Turning Your Art Into A Pattern Using Photoshop
Posted on April 24 2019
Turning your artwork from a painting into a pattern can be an intimidating process. This tutorial is easiest if you have some knowledge of photoshop. A Wacom Tablet is also strongly recommended.
1. Photograph or scan your art
The first thing you'll need to do is get your art from your desk, onto your computer. If you have a scanner, you can achieve this by scanning your artwork. However, my favorite way of accomplishing this is to photograph my art with an iphone camera (perfectly flat) on a white background in natural light. Absolutely avoid using flash.

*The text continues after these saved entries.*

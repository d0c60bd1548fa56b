use std::fmt;
use std::path::PathBuf;

/// Where an image comes from.
#[derive(Debug, Clone, PartialEq, Eq, Hash)]
pub enum AssetSource {
    /// Encoded image file on disk (PNG or JPEG).
    File(PathBuf),

    /// Named entry registered with a [`MemoryImageLoader`](super::MemoryImageLoader).
    Memory(String),
}

impl AssetSource {
    pub fn file(path: impl Into<PathBuf>) -> Self {
        Self::File(path.into())
    }

    pub fn memory(name: impl Into<String>) -> Self {
        Self::Memory(name.into())
    }
}

impl From<&str> for AssetSource {
    /// `mem:` prefixed strings name in-memory entries; anything else is a path.
    fn from(s: &str) -> Self {
        match s.strip_prefix("mem:") {
            Some(name) => Self::Memory(name.to_string()),
            None => Self::File(PathBuf::from(s)),
        }
    }
}

impl From<PathBuf> for AssetSource {
    fn from(p: PathBuf) -> Self {
        Self::File(p)
    }
}

impl fmt::Display for AssetSource {
    fn fmt(&self, f: &mut fmt::Formatter<'_>) -> fmt::Result {
        match self {
            Self::File(p) => write!(f, "{}", p.display()),
            Self::Memory(name) => write!(f, "mem:{name}"),
        }
    }
}

/// The part an image plays in the scene.
#[derive(Debug, Copy, Clone, Eq, PartialEq, Hash)]
pub enum AssetRole {
    Base,
    Depth,
    Grid,
}

impl fmt::Display for AssetRole {
    fn fmt(&self, f: &mut fmt::Formatter<'_>) -> fmt::Result {
        f.write_str(match self {
            Self::Base => "base",
            Self::Depth => "depth",
            Self::Grid => "grid",
        })
    }
}
//! Depth-parallax grid compositing.
//!
//! The math that decides where the grid lands on the photo:
//! - [`fit`] sizes the plane so the photo keeps its aspect ratio
//! - [`pointer`] maps pointer pixels into the plane's UV space
//! - [`depth`] turns a depth texel into a displacement factor
//! - [`composite`] is the per-pixel rule, mirrored by the WGSL programs in
//!   [`shader`]
//!
//! The GPU side lives in `render::plane`; everything here is plain CPU code.

pub mod composite;
pub mod depth;
pub mod fit;
pub mod pointer;
pub mod shader;
mod uniforms;

pub use fit::{aspect_ratio, fit_plane, DegenerateAspectError, PlaneDimensions};
pub use pointer::map_pointer;
pub use shader::{ShaderProgram, ShaderVariant};
pub use uniforms::{UniformBindingError, UniformName, UniformValue, Uniforms};
pub(crate) use uniforms::valid_grid_scale;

2. Edit your art in photoshop
Unfortunately, art with a scanner oh photographed won't look 100% perfect so you'll need to adjust the colors and brightness in photoshop.
Completely remove the background. This is difficult to do without a Wacom Tablet. Once the background is removed, cut and paste each element onto a new layer. This enables you to edit each element individually.
Edit each element until you're what you see on the screen look as accurate as what you see in real life. I always adjust the colors, and the brightness. It's a long and tedious process. Save this file as something separate.
3. Merge all art/background onto same layer
Once all the art is edited to your standards, create a new layer by merging all the art and background color onto one new layer. You should save a copy of the layered pattern before merging, so you can easily access the elements without a background for later use. To merge all layers, select all layers, right click, and select "Merge Layers".
4. Crop your art as close to the edge as possible.
Using the crop tool, remove as much of the background as possible.
5. Offset your art
Offset your art by 50% by choosing Filter >> Other >> Offset. Offset should automatically offset to half the canvas. This will ensure your pattern is repeatable.
6. Fill in empty areas with more elements
If you've painted and edited more elements, you can add them into the empty area. Sometimes it's hard to guess what shape will fit nicely, so I open the original file I created (with separate elements on each layer) and copy and paste those into the pattern file. To avoid using the same item, I always slightly tweak each plant in photoshop by cutting, pasting, and revising how each flower and leaf fits onto each plant.
7. Save your pattern!
Once all negative space is filed, save your pattern as a jpg. Open a new file to test your pattern.